Christiane Lauterbach, “Fresh on the Scene: Fred's Meat & Bread...”, Atlanta Magazine
February 2015


“I am completely enamored with Yalla in Atlanta—a sandwich counter in the Krog Street food market that does the most amazing shawarmas. The chef is a badass young guy named Todd Ginsberg. Love it.
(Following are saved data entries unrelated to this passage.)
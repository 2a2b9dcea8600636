//! Composite task/worktree state machine.
//!
//! ```text
//! pending --start--> in_progress --complete--> done --integrate--> merged
//!    ^                    |                      |
//!    +-------abort--------+----------------------+
//! ```

use serde::Serialize;
use tracing::info;

use crate::errors::{LifecycleError, TaskError};
use crate::hive_config::MergeStrategy;
use crate::task::{Task, TaskService, TaskStatus, TaskUpdate, compute_schedule};
use crate::worktree::{CommitResult, DiffResult, MergeResult, WorktreeInfo, WorktreeManager};

#[derive(Debug, Clone, Serialize)]
pub struct Completion {
    pub task: Task,
    pub commit: CommitResult,
    pub diff: DiffResult,
}

#[derive(Debug, Clone)]
pub struct TaskLifecycle {
    tasks: TaskService,
    worktrees: WorktreeManager,
    default_strategy: MergeStrategy,
}

impl TaskLifecycle {
    pub fn new(tasks: TaskService, worktrees: WorktreeManager, default_strategy: MergeStrategy) -> Self {
        Self {
            tasks,
            worktrees,
            default_strategy,
        }
    }

    /// Start a pending task: create its worktree, record the base commit and
    /// mark it `in_progress`. Starting a task that is already in progress
    /// returns its worktree.
    pub async fn start(
        &self,
        feature: &str,
        task: &str,
        base_branch: Option<&str>,
    ) -> Result<WorktreeInfo, LifecycleError> {
        let current = self.get(feature, task).await?;
        match current.status() {
            TaskStatus::Pending => {}
            TaskStatus::InProgress => return Ok(self.worktrees.create(feature, task, base_branch).await?),
            other => return Err(invalid(task, other, "start")),
        }

        let owned = feature.to_string();
        let schedule = compute_schedule(&self.with_tasks(move |tasks| tasks.list(&owned)).await?);
        if let Some(blocked) = schedule.blocked.into_iter().find(|b| b.folder == task) {
            return Err(LifecycleError::Blocked {
                task: task.to_string(),
                waiting_on: blocked.waiting_on,
            });
        }

        let worktree = self.worktrees.create(feature, task, base_branch).await?;
        let mut update = TaskUpdate::status(TaskStatus::InProgress);
        update.base_commit = worktree.commit.clone();
        self.update(feature, task, update).await?;
        info!(feature, task, "started task");
        Ok(worktree)
    }

    /// Commit the worktree, save the diff and mark the task `done`.
    ///
    /// Without an explicit report one is generated from the summary and the
    /// diff statistics.
    pub async fn complete(
        &self,
        feature: &str,
        task: &str,
        summary: &str,
        report: Option<&str>,
    ) -> Result<Completion, LifecycleError> {
        let current = self.get(feature, task).await?;
        if current.status() != TaskStatus::InProgress {
            return Err(invalid(task, current.status(), "complete"));
        }

        let commit = self
            .worktrees
            .commit_changes(feature, task, Some(&format!("hive({}): {}", feature, summary)))
            .await?;
        let diff = self.worktrees.save_diff(feature, task).await?;

        let report = match report {
            Some(r) => r.to_string(),
            None => default_report(task, summary, &diff),
        };
        let (f, t) = (feature.to_string(), task.to_string());
        self.with_tasks(move |tasks| tasks.write_report(&f, &t, &report))
            .await?;
        let task_record = self
            .update(feature, task, TaskUpdate::status(TaskStatus::Done).with_summary(summary))
            .await?;

        info!(feature, task, files = diff.files_changed, "completed task");
        Ok(Completion {
            task: task_record,
            commit,
            diff,
        })
    }

    /// Merge a finished task into the current branch. On success the
    /// worktree and branch are removed.
    pub async fn integrate(
        &self,
        feature: &str,
        task: &str,
        strategy: Option<MergeStrategy>,
    ) -> Result<MergeResult, LifecycleError> {
        let current = self.get(feature, task).await?;
        if current.status() != TaskStatus::Done {
            return Err(invalid(task, current.status(), "integrate"));
        }

        let strategy = strategy.unwrap_or(self.default_strategy);
        let result = self.worktrees.merge(feature, task, strategy, None).await?;
        if result.success {
            self.worktrees.remove(feature, task, true).await;
        }
        Ok(result)
    }

    /// Throw away the task's worktree and branch and return it to `pending`.
    pub async fn abort(&self, feature: &str, task: &str) -> Result<Task, LifecycleError> {
        self.get(feature, task).await?;
        self.worktrees.remove(feature, task, true).await;
        let task_record = self
            .update(feature, task, TaskUpdate::status(TaskStatus::Pending))
            .await?;
        info!(feature, task, "aborted task");
        Ok(task_record)
    }

    async fn get(&self, feature: &str, task: &str) -> Result<Task, LifecycleError> {
        let (f, t) = (feature.to_string(), task.to_string());
        self.with_tasks(move |tasks| tasks.get(&f, &t)).await
    }

    async fn update(&self, feature: &str, task: &str, update: TaskUpdate) -> Result<Task, LifecycleError> {
        let (f, t) = (feature.to_string(), task.to_string());
        self.with_tasks(move |tasks| tasks.update(&f, &t, update)).await
    }

    /// Run a task store call on the blocking pool. Store writes wait for
    /// file locks with a sleeping retry loop.
    async fn with_tasks<T, F>(&self, f: F) -> Result<T, LifecycleError>
    where
        F: FnOnce(&TaskService) -> Result<T, TaskError> + Send + 'static,
        T: Send + 'static,
    {
        let tasks = self.tasks.clone();
        Ok(tokio::task::spawn_blocking(move || f(&tasks)).await??)
    }
}

fn invalid(task: &str, status: TaskStatus, action: &'static str) -> LifecycleError {
    LifecycleError::InvalidTransition {
        task: task.to_string(),
        status: status.to_string(),
        action,
    }
}

fn default_report(task: &str, summary: &str, diff: &DiffResult) -> String {
    format!(
        "# Report: {}\n\n{}\n\n## Changes\n\n- Files changed: {}\n- Insertions: {}\n- Deletions: {}\n",
        task, summary, diff.files_changed, diff.insertions, diff.deletions
    )
}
Makes me dream of fast food in all the right ways—in a real food way.”

Hugh Acheson, Best New Chef 2002,"11 Best New Chefs Share Their Inspiring Food Travel Stories," Food & Wine


“The dish didn’t have a name, but the ingredient list read like a head-on collision of a Southern soul food truck and a pita delivery man... This type of collision is not one that would be found in Tel Aviv, or Turkey, or Timbuktu for that matter... only in Atlanta, and only from the mind of a chef trying to make sense of serving Middle Eastern standards in the South in a way that respects both sources of inspiration.”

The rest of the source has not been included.